The further accommodation including the Kitchen, WC and store room will measure 4.6m high at the ridge (measured from the highest adjacent ground level to the west of the existing garage), 2.2m high at the eaves, 5.6m long and 5.2m wide. This is to be clad entirely in acid treated copper with standing seams, which is intended to oxidise to a mottled green colour.
Further small windows are located on the Southern and Western elevations, with a door on the Northern elevation and modern dormer windows on the East and West Slopes to match the design of the proposal. The glazed link is to be 2.5m long and 4.9m wide to be construed using painted aluminium framed glazing, whilst being both oriented towards the East and West to attract the warming rays of the sun.
The existing garage is to be converted and used within the proposed accommodation and altered to include two further windows and a door at ground floor with two traditional clay tiled dormer windows.
When determining the scheme the officers considered the resulting outbuilding to be relatively large, but determined that this was mitigated by its sympathetic design.
Being lower than the main dwelling, the proposed outbuilding remains subservient and does not compete with the heritage asset. In addition to this, by reflecting the existing garage’s form, the outbuilding does not appear out of place or incongruous. Finally, the lightweight glazed link helps to visually ‘break up’ the mass of the outbuilding, preventing it from appearing overly bulky.
In terms of appropriateness of design details, hipped roofs with a gablet is a prominent feature of vernacular roofs in Sussex. Therefore this modern interpretation of a traditional form using alternative materials was considered to be acceptable and in keeping with the wider local historic context. The use of copper, more typically used to roof 20th century churches, is quite unusual. Despite this, its oxidised weathered appearance produces an aesthetically pleasing finish, which is muted and will tone in well with the surrounding landscape.
The proposed works were not considered to have a significant impact on neighbouring amenity, on the setting of a listed building or in terms of design and visual impact. The proposed changes to the exterior were considered to have a positive effect on the character and appearance of the listed building and wider landscape.

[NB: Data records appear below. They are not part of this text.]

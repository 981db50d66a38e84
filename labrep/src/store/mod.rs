//! Persistence of projects behind the [`ReportStore`] trait.
//!
//! A project is one metadata blob plus any number of text contents addressed by a
//! section key (see [`theory_key`], [`code_key`], [`explanation_key`] and the
//! top-level keys). Backends do no locking: two saves to the same project id
//! interleave and the last statement to commit wins.

pub mod fs;
pub mod sqlite;

use anyhow::Result;

use crate::models::{ProjectMetadata, ProjectSummary};

pub use fs::FsStore;
pub use sqlite::SqliteStore;

pub const OBJECTIVES_KEY: &str = "tujuan";
pub const CONCLUSION_KEY: &str = "kesimpulan";
pub const REFERENCES_KEY: &str = "referensi";

pub fn theory_key(section_id: &str) -> String {
    format!("dasar_teori_{}", section_id)
}

pub fn code_key(section_id: &str) -> String {
    format!("code_{}", section_id)
}

pub fn explanation_key(section_id: &str) -> String {
    format!("penjelasan_{}", section_id)
}

/// Storage contract used by the save and generate pipelines.
///
/// Every call is blocking. Absent data is `Ok(None)`; `Err` is reserved for
/// failures of the backend itself.
pub trait ReportStore {
    /// Loads the metadata of `project_id`, or `None` if the project was never saved.
    fn load_project(&self, project_id: &str) -> Result<Option<ProjectMetadata>>;

    /// Creates or overwrites the metadata of `project_id`.
    fn save_project(&self, project_id: &str, metadata: &ProjectMetadata) -> Result<()>;

    /// Loads the text stored under `section_key`, or `None` if nothing was stored.
    fn load_section_content(&self, project_id: &str, section_key: &str)
        -> Result<Option<String>>;

    /// Creates or overwrites the text stored under `section_key`.
    fn save_section_content(&self, project_id: &str, section_key: &str, text: &str)
        -> Result<()>;

    /// Lists saved projects, most recently modified first.
    fn list_projects(&self) -> Result<Vec<ProjectSummary>>;
}
#[cfg(test)]
mod tests {
    use super::*;
    use crate::config::{open_store, StoreBackend};
    use crate::models::TheorySectionInput;
    use crate::store::{FsStore, SqliteStore};

    fn request() -> ReportRequest {
        ReportRequest {
            name: " Budi Santoso ".to_string(),
            npm: "123".to_string(),
            course: "Praktikum Basis Data".to_string(),
            meeting: "3".to_string(),
            title: "Join".to_string(),
            objectives: "Memahami join\n\n\nMemahami view".to_string(),
            references: "Ref A\n\nRef B".to_string(),
            theory_sections: vec![TheorySectionInput {
                id: "1".to_string(),
                title: "Join".to_string(),
                content: "Isi teori".to_string(),
                image: String::new(),
            }],
            main_sections: vec![
                MainSectionRecord::Section {
                    id: "10".to_string(),
                    title: "Percobaan".to_string(),
                },
                MainSectionRecord::Subsection {
                    id: "11".to_string(),
                    title: "Inner".to_string(),
                    code: "SELECT 1;".to_string(),
                    explanation: "Contoh inner join".to_string(),
                    image: String::new(),
                    parent_section: Some("10".to_string()),
                },
            ],
            ..Default::default()
        }
    }

    #[test_log::test]
    fn test_save_report_rejects_missing_fields() {
        let dir = tempfile::tempdir().unwrap();
        let config = ReportConfig::new(dir.path());
        let store = FsStore::new(dir.path());

        let mut incomplete = request();
        incomplete.npm = "   ".to_string();
        assert!(save_report(&config, &store, &incomplete).is_err());
        assert!(store.list_projects().unwrap().is_empty());
    }

    fn assert_rejected_before_writing(request: &ReportRequest) {
        for backend in [StoreBackend::Filesystem, StoreBackend::Sqlite] {
            let dir = tempfile::tempdir().unwrap();
            let config = ReportConfig::new(dir.path().join("uploads")).with_backend(backend);
            let store = open_store(&config).unwrap();

            let err = save_report(&config, store.as_ref(), request).unwrap_err();
            assert!(err.to_string().starts_with("Invalid"), "{}", err);
            assert!(store.list_projects().unwrap().is_empty());
            assert!(!config.project_dir("Budi_Santoso_123_Praktikum_Basis_Data_Join").exists());
        }
    }

    #[test_log::test]
    fn test_save_report_rejects_theory_id_with_separator() {
        for id in ["x/y", "x\\y", "..", "", "a\0b"] {
            let mut req = request();
            req.theory_sections[0].id = id.to_string();
            assert_rejected_before_writing(&req);
        }
    }

    #[test_log::test]
    fn test_save_report_rejects_main_section_ids() {
        let mut req = request();
        if let MainSectionRecord::Subsection { id, .. } = &mut req.main_sections[1] {
            *id = "..".to_string();
        }
        assert_rejected_before_writing(&req);

        let mut req = request();
        if let MainSectionRecord::Section { id, .. } = &mut req.main_sections[0] {
            *id = "../10".to_string();
        }
        assert_rejected_before_writing(&req);
    }

    #[test_log::test]
    fn test_save_report_rejects_original_filename_outside_root() {
        for original in ["..", "../other", "a/b", "."] {
            let mut req = request();
            req.original_filename = Some(original.to_string());
            assert_rejected_before_writing(&req);
        }

        let mut req = request();
        req.original_filename = Some("  ".to_string());
        let dir = tempfile::tempdir().unwrap();
        let config = ReportConfig::new(dir.path());
        assert!(save_report(&config, &FsStore::new(dir.path()), &req).is_ok());
    }

    #[test_log::test]
    fn test_generate_and_zip_reject_project_id_outside_root() {
        let dir = tempfile::tempdir().unwrap();
        let config = ReportConfig::new(dir.path().join("uploads"));
        let store = SqliteStore::open_in_memory().unwrap();
        store.save_project("..", &ProjectMetadata::default()).unwrap();

        assert!(generate_report(&config, &store, "..").is_err());
        assert!(build_image_zip(&config, &store, "..").is_err());
        let written: Vec<_> = std::fs::read_dir(dir.path()).unwrap().collect();
        assert_eq!(written.len(), 0);
    }

    #[test_log::test]
    fn test_save_report_persists_metadata_and_content() {
        let dir = tempfile::tempdir().unwrap();
        let config = ReportConfig::new(dir.path());
        let store = FsStore::new(dir.path());

        let project_id = save_report(&config, &store, &request()).unwrap();
        assert_eq!(project_id, "Budi_Santoso_123_Praktikum_Basis_Data_Join");

        let metadata = store.load_project(&project_id).unwrap().unwrap();
        assert_eq!(metadata.name, "Budi Santoso");
        assert_eq!(metadata.lecturer, "Dinar Nugroho Pratomo, S.Kom., M.IM., M.Cs.");
        assert_eq!(metadata.objectives, "Memahami join\nMemahami view");
        assert_eq!(metadata.main_sections.len(), 2);

        assert_eq!(
            store.load_section_content(&project_id, "code_11").unwrap().as_deref(),
            Some("SELECT 1;")
        );
        assert_eq!(
            store.load_section_content(&project_id, "referensi").unwrap().as_deref(),
            Some("Ref A\nRef B")
        );
    }

    #[test_log::test]
    fn test_save_report_keeps_given_lecturer() {
        let dir = tempfile::tempdir().unwrap();
        let config = ReportConfig::new(dir.path());
        let store = SqliteStore::open_in_memory().unwrap();

        let mut req = request();
        req.lecturer = "Pak Dosen".to_string();
        let project_id = save_report(&config, &store, &req).unwrap();
        assert_eq!(store.load_project(&project_id).unwrap().unwrap().lecturer, "Pak Dosen");
    }

    #[test_log::test]
    fn test_resolve_content_prefers_stored_text() {
        let store = SqliteStore::open_in_memory().unwrap();
        let mut metadata = ProjectMetadata::default();
        metadata.conclusion = "dari metadata".to_string();
        metadata.references = "ref metadata".to_string();
        metadata.dasar_teori_sections.insert(
            "1".to_string(),
            TheorySection {
                title: "T".to_string(),
                content: "lama".to_string(),
                image: String::new(),
            },
        );
        store.save_project("p", &metadata).unwrap();
        store.save_section_content("p", "dasar_teori_1", "baru").unwrap();
        store.save_section_content("p", "kesimpulan", "   ").unwrap();

        let resolved = resolve_content(&store, "p", &metadata).unwrap();
        assert_eq!(resolved.dasar_teori_sections["1"].content, "baru");
        assert_eq!(resolved.conclusion, "dari metadata");
        assert_eq!(resolved.references, "ref metadata");
    }

    #[test_log::test]
    fn test_load_for_edit_missing_project() {
        let store = SqliteStore::open_in_memory().unwrap();
        assert!(load_for_edit(&store, "nope").is_err());
    }

    #[test_log::test]
    fn test_generate_report_writes_tex() {
        let dir = tempfile::tempdir().unwrap();
        let config = ReportConfig::new(dir.path());
        let store = FsStore::new(dir.path());
        let project_id = save_report(&config, &store, &request()).unwrap();

        let generated = generate_report(&config, &store, &project_id).unwrap();
        assert_eq!(
            generated.tex_path,
            config.project_dir(&project_id).join(format!("{}.tex", project_id))
        );
        assert_eq!(std::fs::read_to_string(&generated.tex_path).unwrap(), generated.latex);
        assert!(generated.latex.contains("\\section{Percobaan}"));
        assert!(generated.latex.contains("\\subsection{Inner}"));
        assert!(generated.latex.contains("\\item Memahami join\n\\item Memahami view"));
        assert!(generated.latex.contains("SELECT 1;"));
        assert!(generated.images.is_empty());
    }

    #[test_log::test]
    fn test_generate_report_missing_project() {
        let dir = tempfile::tempdir().unwrap();
        let config = ReportConfig::new(dir.path());
        let store = FsStore::new(dir.path());
        assert!(generate_report(&config, &store, "ghost").is_err());
    }

    #[test_log::test]
    fn test_build_image_zip_without_images_fails() {
        let dir = tempfile::tempdir().unwrap();
        let config = ReportConfig::new(dir.path());
        let store = FsStore::new(dir.path());
        let project_id = save_report(&config, &store, &request()).unwrap();
        assert!(build_image_zip(&config, &store, &project_id).is_err());
        assert!(build_image_zip(&config, &store, "ghost").is_err());
    }

    #[test_log::test]
    fn test_edit_mode_copies_images() {
        let dir = tempfile::tempdir().unwrap();
        let config = ReportConfig::new(dir.path());
        let store = FsStore::new(dir.path());
        let old_id = save_report(&config, &store, &request()).unwrap();
        std::fs::write(config.project_dir(&old_id).join("img_1.png"), b"png").unwrap();

        let mut renamed = request();
        renamed.title = "Outer Join".to_string();
        renamed.original_filename = Some(old_id.clone());
        let new_id = save_report(&config, &store, &renamed).unwrap();

        assert_ne!(new_id, old_id);
        assert!(config.project_dir(&new_id).join("img_1.png").exists());
    }

    #[test_log::test]
    fn test_inspect_project() {
        let store = SqliteStore::open_in_memory().unwrap();
        let dir = tempfile::tempdir().unwrap();
        let config = ReportConfig::new(dir.path());
        let project_id = save_report(&config, &store, &request()).unwrap();

        let inspection = inspect_project(&store, &project_id).unwrap();
        assert_eq!(inspection.theory_sections, 1);
        assert_eq!(inspection.main_sections, 2);
        let keys: Vec<&str> =
            inspection.contents.iter().map(|c| c.section_key.as_str()).collect();
        assert_eq!(
            keys,
            vec!["dasar_teori_1", "code_11", "penjelasan_11", "tujuan", "kesimpulan", "referensi"]
        );
        assert!(inspection.contents.iter().all(|c| c.stored));
        assert_eq!(inspection.contents[1].stats.chars, "SELECT 1;".len());
    }
}
use indexmap::IndexMap;
use std::cmp::Ordering;

use crate::models::{MainSection, SectionGroup, SubsectionEntry, TheorySection};

/// Title of the group synthesized for subsections that have nowhere to go.
pub const DEFAULT_GROUP_TITLE: &str = "Latihan";

/// Key of the synthesized group. Only used when no real section exists, so it
/// cannot shadow one.
const DEFAULT_GROUP_KEY: &str = "default";

/// Rebuilds the section hierarchy from the flat record map.
///
/// 1. Every `section` record opens a group, in map order.
/// 2. Every `subsection` record is appended to the group named by its
///    `parent_section`, in map order. A missing or unknown parent falls back to the
///    first group; when no group exists yet, a group titled "Latihan" is created.
/// 3. Groups left without subsections are dropped.
///
/// Never fails: malformed parent references are absorbed by the fallback.
///
/// # Arguments
///
/// * `flat_sections` - Records keyed by id, in submission order.
///
/// # Returns
///
/// The surviving groups in creation order.
pub fn assemble(flat_sections: &IndexMap<String, MainSection>) -> Vec<SectionGroup> {
    let mut groups: IndexMap<String, SectionGroup> = IndexMap::new();

    for (id, record) in flat_sections {
        if let MainSection::Section { title } = record {
            groups.insert(
                id.clone(),
                SectionGroup {
                    id: id.clone(),
                    title: title.clone(),
                    subsections: Vec::new(),
                },
            );
        }
    }

    for (id, record) in flat_sections {
        let MainSection::Subsection {
            title,
            code,
            explanation,
            image,
            parent_section,
        } = record
        else {
            continue;
        };

        let first_group = groups.keys().next().cloned();
        let parent_id = match parent_section {
            Some(parent) if groups.contains_key(parent) => parent.clone(),
            _ => match first_group {
                Some(first) => {
                    tracing::debug!(
                        "Subsection {} has parent {:?}; attaching to first section {}",
                        id,
                        parent_section,
                        first
                    );
                    first
                }
                None => {
                    tracing::info!("Created default parent section for subsection {}", id);
                    groups.insert(
                        DEFAULT_GROUP_KEY.to_string(),
                        SectionGroup {
                            id: DEFAULT_GROUP_KEY.to_string(),
                            title: DEFAULT_GROUP_TITLE.to_string(),
                            subsections: Vec::new(),
                        },
                    );
                    DEFAULT_GROUP_KEY.to_string()
                }
            },
        };

        if let Some(group) = groups.get_mut(&parent_id) {
            group.subsections.push(SubsectionEntry {
                id: id.clone(),
                title: title.clone(),
                code: code.clone(),
                explanation: explanation.clone(),
                image: image.clone(),
            });
        }
    }

    groups
        .into_values()
        .filter(|group| {
            if group.subsections.is_empty() {
                tracing::debug!("Section {} has no subsections, skipping", group.id);
                false
            } else {
                true
            }
        })
        .collect()
}

/// Orders theory sections by the numeric value of their id.
///
/// Ids that are not plain digit strings sort after every numeric id and keep their
/// relative map order.
pub fn sort_theory_sections(
    sections: &IndexMap<String, TheorySection>,
) -> Vec<(&String, &TheorySection)> {
    let mut sorted: Vec<(&String, &TheorySection)> = sections.iter().collect();
    sorted.sort_by(|(a, _), (b, _)| compare_theory_ids(a, b));
    sorted
}

/// Digits of an all-digit id with leading zeros removed.
fn numeric_digits(id: &str) -> Option<&str> {
    if id.is_empty() || !id.bytes().all(|b| b.is_ascii_digit()) {
        return None;
    }
    Some(id.trim_start_matches('0'))
}

/// Numeric ids by value (any length), then everything else as equal.
fn compare_theory_ids(a: &str, b: &str) -> Ordering {
    match (numeric_digits(a), numeric_digits(b)) {
        (Some(a), Some(b)) => a.len().cmp(&b.len()).then_with(|| a.cmp(b)),
        (Some(_), None) => Ordering::Less,
        (None, Some(_)) => Ordering::Greater,
        (None, None) => Ordering::Equal,
    }
}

The special interest of the Listed building and its setting is preserved by the proposals. Removal of the garden structures is considered to be appropriate and will enhance the setting of Hobbs Cottage, thus conserving the dwelling’s significance.
Further to this the proposal has been designed to meet stringent Passivhaus credentials and has been modelled using Design PH (see image left). The proposal requires 13 KWh/m²yr, which surpasses the threshold of 15 KWh/m²yr. The design can therefore be considered of an exemplary sustainable nature that will require little or no energy to heat.